The makeup branch is among the hardest to predict each year because there never seems to be any rhyme or reason to their selections despite all of these rules. For example: How the hell did Black Swan miss? Never mind, I don't want to know. The answer would undoubtedly be depressing like "but those removable body parts in Alice in Wonderland that they wore to make Helena Bonham-Carter not feel bad about her CGI enlarged head were hilarious!". This branch also rarely remembers the "wigs and hairpieces" part of the equation always failing to honor the oeuvre of Nicolas Cage. They always ignore achievements wherein an actress becomes a total glamour goddesses with extra help from wigs and makeup.
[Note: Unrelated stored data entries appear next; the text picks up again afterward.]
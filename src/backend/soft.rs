//! Software register file backend.
//!
//! A plain in-memory register file implementing [`VcpuRegisters`]. Used by
//! the test suite and by hosts without hardware virtualization support.
//! Unlike a hardware backend it lets callers tear a vCPU down explicitly,
//! which makes the stale-vcpu failure path observable in tests.

use std::collections::HashMap;
use std::sync::{Arc, Mutex};

use crate::error::{Error, Result};
use crate::regs::{Reg, VcpuId};

use super::VcpuRegisters;

/// A software-emulated set of vCPU register files.
///
/// Cheap to clone; clones share the same register state.
#[derive(Debug, Clone, Default)]
pub struct SoftVcpus {
    cpus: Arc<Mutex<HashMap<VcpuId, [u64; Reg::COUNT]>>>,
}

impl SoftVcpus {
    /// Create an empty register-file set.
    pub fn new() -> Self {
        Self::default()
    }

    /// Create a set with a single live vCPU.
    pub fn with_vcpu(id: VcpuId) -> Self {
        let cpus = Self::new();
        cpus.add_vcpu(id);
        cpus
    }

    /// Bring a vCPU online with all registers zeroed.
    pub fn add_vcpu(&self, id: VcpuId) {
        self.cpus.lock().unwrap().insert(id, [0; Reg::COUNT]);
    }

    /// Tear a vCPU down. Any later register access on it fails.
    pub fn remove_vcpu(&self, id: VcpuId) {
        self.cpus.lock().unwrap().remove(&id);
    }

    /// Whether the given vCPU is live.
    pub fn is_live(&self, id: VcpuId) -> bool {
        self.cpus.lock().unwrap().contains_key(&id)
    }
}

impl VcpuRegisters for SoftVcpus {
    fn read_register(&self, vcpu: VcpuId, reg: Reg) -> Result<u64> {
        let cpus = self.cpus.lock().unwrap();
        let file = cpus.get(&vcpu).ok_or(Error::VcpuNotLive(vcpu))?;
        Ok(file[reg.index()])
    }

    fn write_register(&self, vcpu: VcpuId, reg: Reg, value: u64) -> Result<()> {
        let mut cpus = self.cpus.lock().unwrap();
        let file = cpus.get_mut(&vcpu).ok_or(Error::VcpuNotLive(vcpu))?;
        file[reg.index()] = value;
        Ok(())
    }
}

#[cfg(test)]
mod tests {
    use super::*;

    #[test]
    fn test_read_write_round_trip() {
        let cpus = SoftVcpus::with_vcpu(VcpuId::new(0));
        for (i, reg) in Reg::ALL.iter().enumerate() {
            let value = 0xdead_beef_0000_0000 | i as u64;
            cpus.write_register(VcpuId::new(0), *reg, value).unwrap();
            assert_eq!(cpus.read_register(VcpuId::new(0), *reg).unwrap(), value);
        }
    }

    #[test]
    fn test_registers_start_zeroed() {
        let cpus = SoftVcpus::with_vcpu(VcpuId::new(1));
        assert_eq!(cpus.read_register(VcpuId::new(1), Reg::Rax).unwrap(), 0);
    }

    #[test]
    fn test_torn_down_vcpu_fails() {
        let cpus = SoftVcpus::with_vcpu(VcpuId::new(0));
        cpus.remove_vcpu(VcpuId::new(0));
        assert!(!cpus.is_live(VcpuId::new(0)));
        assert!(matches!(
            cpus.read_register(VcpuId::new(0), Reg::Rax),
            Err(Error::VcpuNotLive(_))
        ));
        assert!(matches!(
            cpus.write_register(VcpuId::new(0), Reg::Rax, 1),
            Err(Error::VcpuNotLive(_))
        ));
    }

    #[test]
    fn test_clones_share_state() {
        let cpus = SoftVcpus::with_vcpu(VcpuId::new(0));
        let other = cpus.clone();
        cpus.write_register(VcpuId::new(0), Reg::Rbx, 42).unwrap();
        assert_eq!(other.read_register(VcpuId::new(0), Reg::Rbx).unwrap(), 42);
    }
}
I mean they didn't even nominate Cate Blanchett wig-orgy Elizabeth: Turn Off The Dark (2007) sorry Joe, I'm using that podcast joke forever.
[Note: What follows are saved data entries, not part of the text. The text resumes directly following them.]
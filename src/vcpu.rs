//! Register Access Unit.
//!
//! [`RegisterAccess`] binds a backend, a vCPU id, and a fault policy into
//! the one object the kernel uses to inspect and mutate guest register
//! state while the vCPU is stopped at a trap. All sub-width accessors go
//! through full 64-bit reads and read-modify-write stores so untouched
//! bits are always preserved.

use std::process;

use crate::backend::VcpuRegisters;
use crate::debug_regs;
use crate::error::Result;
use crate::regs::{Reg, VcpuId};

/// RFLAGS carry flag.
const RFLAGS_CF: u64 = 1;

/// What to do when the backend reports a register access failure.
///
/// A failed register read or write means the virtualization layer has
/// diverged from host expectations; there is no meaningful local recovery.
/// The choice is only whether the process dies on the spot or the caller
/// gets to log and die on its own terms.
#[derive(Debug, Clone, Copy, PartialEq, Eq, Default)]
pub enum FaultPolicy {
    /// Surface the failure as an `Err` to the caller.
    #[default]
    Propagate,
    /// Abort the process immediately, matching the legacy emulator.
    Abort,
}

/// Register access for one virtual CPU.
pub struct RegisterAccess<B> {
    backend: B,
    vcpu: VcpuId,
    policy: FaultPolicy,
}

impl<B: VcpuRegisters> RegisterAccess<B> {
    /// Bind a backend to one vCPU with the default (propagating) policy.
    pub fn new(backend: B, vcpu: VcpuId) -> Self {
        Self::with_policy(backend, vcpu, FaultPolicy::default())
    }

    /// Bind a backend to one vCPU with an explicit fault policy.
    pub fn with_policy(backend: B, vcpu: VcpuId, policy: FaultPolicy) -> Self {
        Self {
            backend,
            vcpu,
            policy,
        }
    }

    /// The vCPU this unit operates on.
    pub fn vcpu(&self) -> VcpuId {
        self.vcpu
    }

    /// The active fault policy.
    pub fn policy(&self) -> FaultPolicy {
        self.policy
    }

    fn apply<T>(&self, result: Result<T>) -> Result<T> {
        match result {
            Ok(value) => Ok(value),
            Err(err) => match self.policy {
                FaultPolicy::Propagate => Err(err),
                FaultPolicy::Abort => {
                    eprintln!("dosvm: fatal register access failure: {err}");
                    process::abort();
                }
            },
        }
    }

    /// Read the full 64-bit value of `reg`.
    pub fn read(&self, reg: Reg) -> Result<u64> {
        let value = self.apply(self.backend.read_register(self.vcpu, reg))?;
        debug_regs!("vcpu {}: read {} = {:#x}", self.vcpu, reg, value);
        Ok(value)
    }

    /// Write the full 64-bit `value` into `reg`.
    ///
    /// Must only be called while the vCPU is stopped at a trap.
    pub fn write(&self, reg: Reg, value: u64) -> Result<()> {
        debug_regs!("vcpu {}: write {} = {:#x}", self.vcpu, reg, value);
        self.apply(self.backend.write_register(self.vcpu, reg, value))
    }

    /// Read the low 16 bits of `reg` (AX, DX, ... in real-mode terms).
    pub fn read_u16(&self, reg: Reg) -> Result<u16> {
        Ok(self.read(reg)? as u16)
    }

    /// Write the low 16 bits of `reg`, preserving the upper 48.
    pub fn write_u16(&self, reg: Reg, value: u16) -> Result<()> {
        let current = self.read(reg)?;
        self.write(reg, (current & !0xffff) | u64::from(value))
    }

    /// Read the low byte of `reg` (AL, DL, ...).
    pub fn read_u8_lo(&self, reg: Reg) -> Result<u8> {
        Ok(self.read(reg)? as u8)
    }

    /// Read the second byte of `reg` (AH, DH, ...).
    pub fn read_u8_hi(&self, reg: Reg) -> Result<u8> {
        Ok((self.read(reg)? >> 8) as u8)
    }

    /// Write the low byte of `reg`, preserving all other bits.
    pub fn write_u8_lo(&self, reg: Reg, value: u8) -> Result<()> {
        let current = self.read(reg)?;
        self.write(reg, (current & !0xff) | u64::from(value))
    }

    /// Write the second byte of `reg`, preserving all other bits.
    pub fn write_u8_hi(&self, reg: Reg, value: u8) -> Result<()> {
        let current = self.read(reg)?;
        self.write(reg, (current & !0xff00) | (u64::from(value) << 8))
    }

    /// Set or clear the carry flag in RFLAGS.
    ///
    /// DOS services report success/failure through CF.
    pub fn set_carry(&self, carry: bool) -> Result<()> {
        let flags = self.read(Reg::Rflags)?;
        let flags = if carry {
            flags | RFLAGS_CF
        } else {
            flags & !RFLAGS_CF
        };
        self.write(Reg::Rflags, flags)
    }

    /// Whether the carry flag is set.
    pub fn carry(&self) -> Result<bool> {
        Ok(self.read(Reg::Rflags)? & RFLAGS_CF != 0)
    }
}

#[cfg(test)]
mod tests {
    use super::*;
    use crate::backend::soft::SoftVcpus;

    fn access() -> (SoftVcpus, RegisterAccess<SoftVcpus>) {
        let cpus = SoftVcpus::with_vcpu(VcpuId::new(0));
        let regs = RegisterAccess::new(cpus.clone(), VcpuId::new(0));
        (cpus, regs)
    }

    #[test]
    fn test_full_width_round_trip() {
        let (_, regs) = access();
        for reg in Reg::ALL {
            regs.write(reg, u64::MAX).unwrap();
            assert_eq!(regs.read(reg).unwrap(), u64::MAX);
            regs.write(reg, 0x0123_4567_89ab_cdef).unwrap();
            assert_eq!(regs.read(reg).unwrap(), 0x0123_4567_89ab_cdef);
        }
    }

    #[test]
    fn test_u16_write_preserves_upper_bits() {
        let (_, regs) = access();
        regs.write(Reg::Rax, 0xffff_ffff_ffff_ffff).unwrap();
        regs.write_u16(Reg::Rax, 0x1234).unwrap();
        assert_eq!(regs.read(Reg::Rax).unwrap(), 0xffff_ffff_ffff_1234);
        assert_eq!(regs.read_u16(Reg::Rax).unwrap(), 0x1234);
    }

    #[test]
    fn test_byte_accessors() {
        let (_, regs) = access();
        regs.write(Reg::Rdx, 0xaaaa_aaaa_aaaa_aaaa).unwrap();
        regs.write_u8_lo(Reg::Rdx, 0x11).unwrap();
        regs.write_u8_hi(Reg::Rdx, 0x22).unwrap();
        assert_eq!(regs.read(Reg::Rdx).unwrap(), 0xaaaa_aaaa_aaaa_2211);
        assert_eq!(regs.read_u8_lo(Reg::Rdx).unwrap(), 0x11);
        assert_eq!(regs.read_u8_hi(Reg::Rdx).unwrap(), 0x22);
    }

    #[test]
    fn test_carry_flag() {
        let (_, regs) = access();
        regs.write(Reg::Rflags, 0x2).unwrap();
        regs.set_carry(true).unwrap();
        assert!(regs.carry().unwrap());
        assert_eq!(regs.read(Reg::Rflags).unwrap(), 0x3);
        regs.set_carry(false).unwrap();
        assert!(!regs.carry().unwrap());
        assert_eq!(regs.read(Reg::Rflags).unwrap(), 0x2);
    }

    #[test]
    fn test_propagate_policy_surfaces_backend_failure() {
        let (cpus, regs) = access();
        cpus.remove_vcpu(VcpuId::new(0));
        assert!(regs.read(Reg::Rax).is_err());
        assert!(regs.write(Reg::Rax, 1).is_err());
    }

    #[test]
    fn test_policy_selection() {
        let cpus = SoftVcpus::with_vcpu(VcpuId::new(0));
        let regs =
            RegisterAccess::with_policy(cpus, VcpuId::new(0), FaultPolicy::Abort);
        assert_eq!(regs.policy(), FaultPolicy::Abort);
        assert_eq!(regs.vcpu(), VcpuId::new(0));
        // A healthy vCPU never hits the abort path.
        regs.write(Reg::Rax, 5).unwrap();
        assert_eq!(regs.read(Reg::Rax).unwrap(), 5);
    }
}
Nor, do they nominate "deglam" movies for actresses which definitely require the services of makeup artists and hairstylists. I still think the makeup on Monster (2003) is one of the great Oscar snubs of all time; Charlize didn't blotch her own skin or have dental surgery.

The official criteria for the "makeup" award is...

...any change in the appearance of a performer’s face, hair, or body created by the application of cosmetics, three-dimensional materials, prosthetic appliances, or wigs and hairpieces, applied directly to the performer’s face or body.

In other words, everything that Black Swan did (minus maybe the wigs).

Monday
Jan102011

Director's Guild Big 5. Plus Trivia!

If you click on over to the Best Director page that we've had up for awhile, you'll see this Oscar prediction awaiting you.

 

It's the exact DGA nominee list for Best Director (just announced). This isn't The Film Experience blowing its own horn so much as the obvious: This is the shortlist. In order for anyone else to pull an Oscar nomination on January 25th for Achievement in Direction, they'll have to either: K.O. David O. Russell as he floats like a butterfly and stings like a bee; cut those thespian marionette strings that Tom Hooper is gracefully pulling; sue David Fincher for capturing zeitgeist in a bottle before they could; break the legs of Darren Aronofsky's ballerinas; or invade Chris Nolan's Oscar dream. Before it even happens!

 

Any one of those things will be very difficult to do.